Dass das Vertrautwerden mit biblischer Symbolsprache eine Aufgabe lebenslangen, ja gesamtkirchlichen Lernens ist, zeigen beispielhaft die Veränderungen, die die revidierte Einheitsübersetzung 2016 an einer bekannten Wundererzählung vorgenommen hat: In Mk 6,45–52 (Mt 14,22–33) mühen sich die Jüngerinnen und Jünger nachts im Boot mit Gegenwind ab. Jesus kommt über das Wasser zu ihnen, gibt sich zu erkennen und spricht ihnen Vertrauen und Mut zu. Im Licht des Ersten Testaments gelesen klingen darin Erzählungen über die Macht Gottes über die Chaoswasser (Ps 107,28–30; Ps 46,2–6) und Selbstoffenbarungen Gottes an (Ex 3,14, Jes 41,10; 43,1–3). Im Markusevangelium kommt noch das Erscheinen und Vorübergehen Gottes an Mose und Elija hinzu (Ex 33,18–23; 1 Kön 19,11). Die Evangelisten stellen Jesus damit in das Licht der grossen Glaubens- und Bekenntniserfahrungen Israels. Die EÜ 2016 hat die Übersetzung der Wundererzählung an mehreren Stellen präzisiert und korrigiert. Bemerkenswert ist jedoch vor allem der neue Titel, den die EÜ der Erzählung gibt: Die Überschrift «Die Offenbarung des Gottessohnes auf dem Wasser» bringt die symbolische, von intertextuellen Bezügen geprägte Sprache der Wundererzählung auf den theologischen Punkt. Die EÜ 1980 hatte diese Ebene noch ausser Acht gelassen und konkret-historisierend formuliert: «Der Gang Jesu auf dem Wasser».

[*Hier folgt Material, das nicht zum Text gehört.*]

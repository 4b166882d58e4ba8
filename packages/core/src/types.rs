// ABOUTME: Request and result records for every assistant feature
// ABOUTME: Requests are immutable once sent; results replace each other on regeneration

use std::fmt;
use std::str::FromStr;

use chrono::{DateTime, Utc};
use serde::{Deserialize, Serialize};

use crate::slots::Slot;
use crate::presets::OTHER;
use crate::validation::{append_note, require_text, validate_intensity, ValidationError};

/// Fully resolved input for the expression generator
#[derive(Debug, Clone, PartialEq, Eq, Serialize, Deserialize)]
#[serde(rename_all = "camelCase")]
pub struct ExpressionRequest {
    pub emotion: String,
    pub emotion_intensity: u8,
    pub recipient: String,
    pub scenario: String,
    pub purpose: String,
    #[serde(default, skip_serializing_if = "Option::is_none")]
    pub situation_note: Option<String>,
    #[serde(default, skip_serializing_if = "Option::is_none")]
    pub additional_note: Option<String>,
}

impl ExpressionRequest {
    pub fn validate(&self) -> Result<(), ValidationError> {
        let slots = [
            (Slot::Emotion, &self.emotion),
            (Slot::Recipient, &self.recipient),
            (Slot::Scenario, &self.scenario),
            (Slot::Purpose, &self.purpose),
        ];
        for (slot, value) in slots {
            let value = value.trim();
            if value.is_empty() || value.eq_ignore_ascii_case(OTHER) {
                return Err(ValidationError::UnresolvedSlot(slot));
            }
        }
        validate_intensity(self.emotion_intensity)
    }

    /// Copy of this request with `note` appended to the additional user input
    pub fn with_additional_note(&self, note: Option<&str>) -> Self {
        Self {
            additional_note: append_note(self.additional_note.as_deref(), note),
            ..self.clone()
        }
    }
}

/// Text produced by one generator call
#[derive(Debug, Clone, PartialEq, Eq, Serialize, Deserialize)]
#[serde(rename_all = "camelCase")]
pub struct ExpressionResult {
    pub text: String,
    pub generated_at: DateTime<Utc>,
}

impl ExpressionResult {
    pub fn new(text: impl Into<String>) -> Self {
        Self {
            text: text.into(),
            generated_at: Utc::now(),
        }
    }
}

#[derive(Debug, Clone, Copy, Default, PartialEq, Eq, Hash, Serialize, Deserialize)]
#[serde(rename_all = "lowercase")]
pub enum CommunicationContext {
    Email,
    #[default]
    Conversation,
    Meeting,
    Presentation,
    Feedback,
    Request,
    Other,
}

impl CommunicationContext {
    pub const ALL: [CommunicationContext; 7] = [
        CommunicationContext::Email,
        CommunicationContext::Conversation,
        CommunicationContext::Meeting,
        CommunicationContext::Presentation,
        CommunicationContext::Feedback,
        CommunicationContext::Request,
        CommunicationContext::Other,
    ];

    pub fn as_str(&self) -> &'static str {
        match self {
            CommunicationContext::Email => "email",
            CommunicationContext::Conversation => "conversation",
            CommunicationContext::Meeting => "meeting",
            CommunicationContext::Presentation => "presentation",
            CommunicationContext::Feedback => "feedback",
            CommunicationContext::Request => "request",
            CommunicationContext::Other => "other",
        }
    }
}

impl fmt::Display for CommunicationContext {
    fn fmt(&self, f: &mut fmt::Formatter<'_>) -> fmt::Result {
        f.write_str(self.as_str())
    }
}

impl FromStr for CommunicationContext {
    type Err = ValidationError;

    fn from_str(s: &str) -> Result<Self, Self::Err> {
        let wanted = s.trim().to_lowercase();
        Self::ALL
            .into_iter()
            .find(|ctx| ctx.as_str() == wanted)
            .ok_or_else(|| ValidationError::UnknownContext(s.to_string()))
    }
}

/// Input for the "Express Better" refiner
#[derive(Debug, Clone, PartialEq, Eq, Serialize, Deserialize)]
#[serde(rename_all = "camelCase")]
pub struct RefinementRequest {
    pub content: String,
    pub context: CommunicationContext,
    pub audience: String,
    pub goal: String,
    #[serde(default, skip_serializing_if = "Option::is_none")]
    pub additional_context: Option<String>,
}

impl RefinementRequest {
    pub fn new(
        content: impl Into<String>,
        context: CommunicationContext,
        audience: impl Into<String>,
        goal: impl Into<String>,
    ) -> Self {
        Self {
            content: content.into(),
            context,
            audience: audience.into(),
            goal: goal.into(),
            additional_context: None,
        }
    }

    pub fn validate(&self) -> Result<(), ValidationError> {
        require_text("content", &self.content)
    }

    pub fn with_additional_context(&self, note: Option<&str>) -> Self {
        Self {
            additional_context: append_note(self.additional_context.as_deref(), note),
            ..self.clone()
        }
    }
}

/// Input for social situation analysis
#[derive(Debug, Clone, Default, PartialEq, Eq, Serialize, Deserialize)]
#[serde(rename_all = "camelCase")]
pub struct SocialSituation {
    pub situation: String,
    pub people_involved: Vec<String>,
    pub user_reaction: String,
    pub others_reactions: String,
    pub confusing_aspects: String,
    #[serde(default, skip_serializing_if = "Option::is_none")]
    pub additional_context: Option<String>,
}

impl SocialSituation {
    pub fn validate(&self) -> Result<(), ValidationError> {
        require_text("situation", &self.situation)?;
        if self.people().next().is_none() {
            return Err(ValidationError::EmptyField("people involved"));
        }
        Ok(())
    }

    /// Non-blank, trimmed names of the people involved
    pub fn people(&self) -> impl Iterator<Item = &str> {
        self.people_involved
            .iter()
            .map(|p| p.trim())
            .filter(|p| !p.is_empty())
    }

    pub fn with_additional_context(&self, note: Option<&str>) -> Self {
        Self {
            additional_context: append_note(self.additional_context.as_deref(), note),
            ..self.clone()
        }
    }
}

#[cfg(test)]
mod tests {
    use super::*;
    use rstest::rstest;

    fn request() -> ExpressionRequest {
        ExpressionRequest {
            emotion: "Happy".to_string(),
            emotion_intensity: 7,
            recipient: "Friend".to_string(),
            scenario: "School".to_string(),
            purpose: "Express feelings".to_string(),
            situation_note: None,
            additional_note: None,
        }
    }

    #[test]
    fn test_expression_request_validate() {
        assert!(request().validate().is_ok());

        let mut missing = request();
        missing.scenario = " ".to_string();
        assert_eq!(
            missing.validate(),
            Err(ValidationError::UnresolvedSlot(Slot::Scenario))
        );
    }

    #[rstest]
    #[case::emotion(Slot::Emotion)]
    #[case::recipient(Slot::Recipient)]
    #[case::scenario(Slot::Scenario)]
    #[case::purpose(Slot::Purpose)]
    fn test_other_placeholder_is_unresolved(#[case] slot: Slot) {
        let mut placeholder = request();
        let value = match slot {
            Slot::Emotion => &mut placeholder.emotion,
            Slot::Recipient => &mut placeholder.recipient,
            Slot::Scenario => &mut placeholder.scenario,
            Slot::Purpose => &mut placeholder.purpose,
        };
        *value = " other ".to_string();

        assert_eq!(
            placeholder.validate(),
            Err(ValidationError::UnresolvedSlot(slot))
        );
    }

    #[test]
    fn test_with_additional_note_keeps_base_note() {
        let base = ExpressionRequest {
            additional_note: Some("my friend lent me notes".to_string()),
            ..request()
        };

        let retry = base.with_additional_note(Some("  keep it short "));

        assert_eq!(
            retry.additional_note.as_deref(),
            Some("my friend lent me notes. keep it short")
        );
        assert_eq!(base.with_additional_note(None), base);
        assert_eq!(retry.emotion, "Happy");
    }

    #[test]
    fn test_with_additional_context_keeps_base_context() {
        let base = RefinementRequest::new("Can we talk?", CommunicationContext::Email, "", "")
            .with_additional_context(Some("first week on the team"));

        let retry = base.with_additional_context(Some("sound warmer"));

        assert_eq!(
            retry.additional_context.as_deref(),
            Some("first week on the team. sound warmer")
        );

        let situation = SocialSituation {
            situation: "They left early".to_string(),
            people_involved: vec!["Sam".to_string()],
            additional_context: Some("It was a birthday party".to_string()),
            ..Default::default()
        };
        assert_eq!(
            situation
                .with_additional_context(Some("Sam barely spoke"))
                .additional_context
                .as_deref(),
            Some("It was a birthday party. Sam barely spoke")
        );
    }

    #[test]
    fn test_expression_request_json_shape() {
        let json = serde_json::to_value(request()).unwrap();

        assert_eq!(json["emotionIntensity"], 7);
        assert!(json.get("situationNote").is_none());
    }

    #[rstest]
    #[case("email", CommunicationContext::Email)]
    #[case("Meeting", CommunicationContext::Meeting)]
    #[case(" other ", CommunicationContext::Other)]
    fn test_context_from_str(#[case] input: &str, #[case] expected: CommunicationContext) {
        assert_eq!(input.parse::<CommunicationContext>().unwrap(), expected);
    }

    #[test]
    fn test_context_from_str_unknown() {
        assert_eq!(
            "lecture".parse::<CommunicationContext>(),
            Err(ValidationError::UnknownContext("lecture".to_string()))
        );
    }

    #[test]
    fn test_refinement_requires_content() {
        let request = RefinementRequest::new("  ", CommunicationContext::Email, "Boss", "Ask");

        assert_eq!(
            request.validate(),
            Err(ValidationError::EmptyField("content"))
        );
    }

    #[test]
    fn test_social_situation_requires_people() {
        let situation = SocialSituation {
            situation: "Nobody laughed at my joke".to_string(),
            people_involved: vec!["  ".to_string()],
            ..Default::default()
        };

        assert_eq!(
            situation.validate(),
            Err(ValidationError::EmptyField("people involved"))
        );
    }
}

Religionspädagoginnen und Katecheten leisten Grosses und Anspruchsvolles, wenn sie den Umgang mit biblischer Symbolsprache bereits mit 9- bis 12-jährigen Kindern einüben. Für einen sachgerechten Umgang mit der Bibel ist diese Kompetenz unverzichtbar. Zu wünschen ist, dass Eltern, Grosseltern und alle anderen den Kindern hier nacheifern und auch ihre eigene Kompetenz darin weiterentwickeln.